Meanwhile the captain of the Luis had ineptly run his ship aground in the narrow waters by the inlet, and she too began to sink. Morgan focussed his attention on the La Marquesa, which was soon surrounded by his ships and boarded. After a short, bloody fight she was in English hands.

In the euphoria of victory Morgan ordered an immediate frontal assault against the Spanish fortifications on the island. Here, however, the Spanish held and the buccaneers were beaten back with over 30 dead and many wounded. The setback chastened Morgan to adopt a brilliant plan of deception. He sent rowboats ladened with men to the far shore of the island, only to have the men duck when the boats were out of sight and return to the ships with every man. The Spaniards, fearing a land assault from behind, turned their heavy guns away from the inlet and towards the vulnerable side of their fortifications. While the Spaniards were busily shifting their cannons and preparing themselves for infantry attack, Morgan raised anchor and sailed through the inlet unscathed.

Attacking Panama

In late 1670 Morgan sailed for Panama with a fleet of thirty-five small ships and over two thousand English and French privateers. It was the largest force of privateers   brought together for one venture, and it was big -- the sack of Panama, then considered the wealthiest city in the New World.

The attack was difficult because of the city's location -- on the far side of a mountainous, jungle-covered isthmus. The opening move involved reducing a Spanish fortress at the mouth of the Chagres River. In a few days the buccaneers had carried the fort, but at the expense of one hundred dead and many wounded. They then began a grueling march through the thick jungle to the Pacific side of the Isthmus of Panama. Morgan had planned to feed his small army with stores of food captured from the Spanish or foraged from the jungle. However, the retreating Spaniards set fire to all provisions before they retreated.   After a few days Morgan's men were reduced eating leather, leaves, and tree bark. Malaria and yellow fever delibeted many of the men. Snakes, mosquitos, ticks, alligators, and  insects tormented them. Men sank chest deep into foul swamps, hacked through thick undergrowth with cutlasses, and suffered occassional musket fire from Spanish snipers. A few men died from poison arrows fired from natives.
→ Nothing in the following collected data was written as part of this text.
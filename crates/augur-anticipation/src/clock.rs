//! Simulation time: tick identifiers, the fixed-step clock, and the
//! accumulator that turns variable frame times into fixed steps.
//!
//! Predictor and authority each run their own clock at the same fixed
//! rate. Ticks are what anticipated values and ledger entries are keyed by;
//! the step duration is what replay feeds back into domain functions.

use std::fmt;

use serde::{Deserialize, Serialize};
use tracing::warn;

use crate::error::AnticipationError;

/// Default simulation rate shared by predictor and authority.
pub const DEFAULT_TICK_RATE: u32 = 60;

/// Default clamp on a single frame's elapsed time, in seconds.
pub const DEFAULT_MAX_FRAME_TIME: f64 = 0.25;

// ---------------------------------------------------------------------------
// Tick
// ---------------------------------------------------------------------------

/// A simulation step identifier.
///
/// Whole values are discrete steps; a fractional part addresses a point
/// between two steps (render interpolation, sub-step timestamps).
#[derive(Debug, Clone, Copy, PartialEq, PartialOrd, Default, Serialize, Deserialize)]
#[serde(transparent)]
pub struct Tick(f64);

impl Tick {
    /// The first tick of every simulation.
    pub const ZERO: Tick = Tick(0.0);

    /// Creates a tick from a raw (possibly fractional) step count.
    pub const fn new(value: f64) -> Self {
        Self(value)
    }

    /// Returns the raw step count.
    pub const fn as_f64(self) -> f64 {
        self.0
    }

    /// Number of steps from `earlier` to `self` (negative if `self` is older).
    pub fn steps_since(self, earlier: Tick) -> f64 {
        self.0 - earlier.0
    }

    /// Returns the later of two ticks.
    pub fn max(self, other: Tick) -> Tick {
        if other.0 > self.0 { other } else { self }
    }
}

impl From<u64> for Tick {
    fn from(step: u64) -> Self {
        Self(step as f64)
    }
}

impl fmt::Display for Tick {
    fn fmt(&self, f: &mut fmt::Formatter<'_>) -> fmt::Result {
        write!(f, "{}", self.0)
    }
}

// ---------------------------------------------------------------------------
// SimulationClock
// ---------------------------------------------------------------------------

/// Monotonic fixed-step clock for one participant.
#[derive(Debug, Clone)]
pub struct SimulationClock {
    tick: u64,
    step_duration: f64,
}

impl SimulationClock {
    /// Creates a clock running at `tick_rate` steps per second.
    pub fn new(tick_rate: u32) -> Result<Self, AnticipationError> {
        if tick_rate == 0 {
            return Err(AnticipationError::InvalidTickRate(tick_rate));
        }
        Ok(Self {
            tick: 0,
            step_duration: 1.0 / f64::from(tick_rate),
        })
    }

    /// Creates a clock with an explicit step duration in seconds.
    pub fn with_step_duration(step_duration: f64) -> Result<Self, AnticipationError> {
        if !step_duration.is_finite() || step_duration <= 0.0 {
            return Err(AnticipationError::InvalidStepDuration(step_duration));
        }
        Ok(Self {
            tick: 0,
            step_duration,
        })
    }

    /// Advances by one step and returns the new current tick.
    pub fn advance(&mut self) -> Tick {
        self.tick = self.tick.saturating_add(1);
        self.now()
    }

    /// The current tick.
    pub fn now(&self) -> Tick {
        Tick::from(self.tick)
    }

    /// The current tick offset by an interpolation fraction in `[0, 1)`.
    pub fn now_with_alpha(&self, alpha: f64) -> Tick {
        Tick::new(self.tick as f64 + alpha.clamp(0.0, 1.0))
    }

    /// Whole steps taken since the clock started.
    pub fn step_count(&self) -> u64 {
        self.tick
    }

    /// Duration of one step in seconds.
    pub fn step_duration(&self) -> f64 {
        self.step_duration
    }

    /// Seconds of simulated time between two ticks.
    pub fn seconds_between(&self, earlier: Tick, later: Tick) -> f64 {
        later.steps_since(earlier) * self.step_duration
    }

    /// Seconds the given authority tick lags behind the local clock.
    pub fn seconds_behind(&self, authority_tick: Tick) -> f64 {
        self.seconds_between(authority_tick, self.now())
    }
}

// ---------------------------------------------------------------------------
// FixedStepper
// ---------------------------------------------------------------------------

/// Accumulator that converts variable frame times into whole fixed steps.
///
/// Frame times are passed in explicitly so that a headless loop (or a test)
/// drives it deterministically.
#[derive(Debug, Clone)]
pub struct FixedStepper {
    step_duration: f64,
    max_frame_time: f64,
    accumulator: f64,
    total_steps: u64,
}

impl FixedStepper {
    /// Creates a stepper emitting steps of `step_duration` seconds. Frames
    /// longer than `max_frame_time` are clamped.
    pub fn new(step_duration: f64, max_frame_time: f64) -> Result<Self, AnticipationError> {
        if !step_duration.is_finite() || step_duration <= 0.0 {
            return Err(AnticipationError::InvalidStepDuration(step_duration));
        }
        if !max_frame_time.is_finite() || max_frame_time <= 0.0 {
            return Err(AnticipationError::InvalidMaxFrameTime(max_frame_time));
        }
        Ok(Self {
            step_duration,
            max_frame_time,
            accumulator: 0.0,
            total_steps: 0,
        })
    }

    /// Feeds one frame's elapsed time and returns how many fixed steps to run.
    pub fn advance(&mut self, frame_time: f64) -> u32 {
        let mut frame_time = frame_time.max(0.0);
        if frame_time > self.max_frame_time {
            warn!(
                "Frame time {:.1}ms exceeds maximum, clamping to {:.1}ms",
                frame_time * 1000.0,
                self.max_frame_time * 1000.0
            );
            frame_time = self.max_frame_time;
        }

        self.accumulator += frame_time;
        let mut steps = 0;
        while self.accumulator >= self.step_duration {
            self.accumulator -= self.step_duration;
            steps += 1;
        }
        self.total_steps += u64::from(steps);
        steps
    }

    /// Fraction of a step left in the accumulator, in `[0, 1)`.
    pub fn alpha(&self) -> f64 {
        if self.accumulator > 0.0 {
            self.accumulator / self.step_duration
        } else {
            0.0
        }
    }

    /// Total steps emitted so far.
    pub fn total_steps(&self) -> u64 {
        self.total_steps
    }
}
After eight days, Morgan's drained force camped within sight of Panama City. The next day  Spanish army marched out to meet them on the plain. The Spanish governor, Don Guzman, had 2000 infantry and 500 calvary; however, most of the infantry were slaves or ill-trained militia. The governor's secret weapon, by which he set much store, was a herd of several hundred head of cattle, which he planned to have driven through English lines during  the battle. Then, his forces would then swoop down to mop up the trampled buccaneers.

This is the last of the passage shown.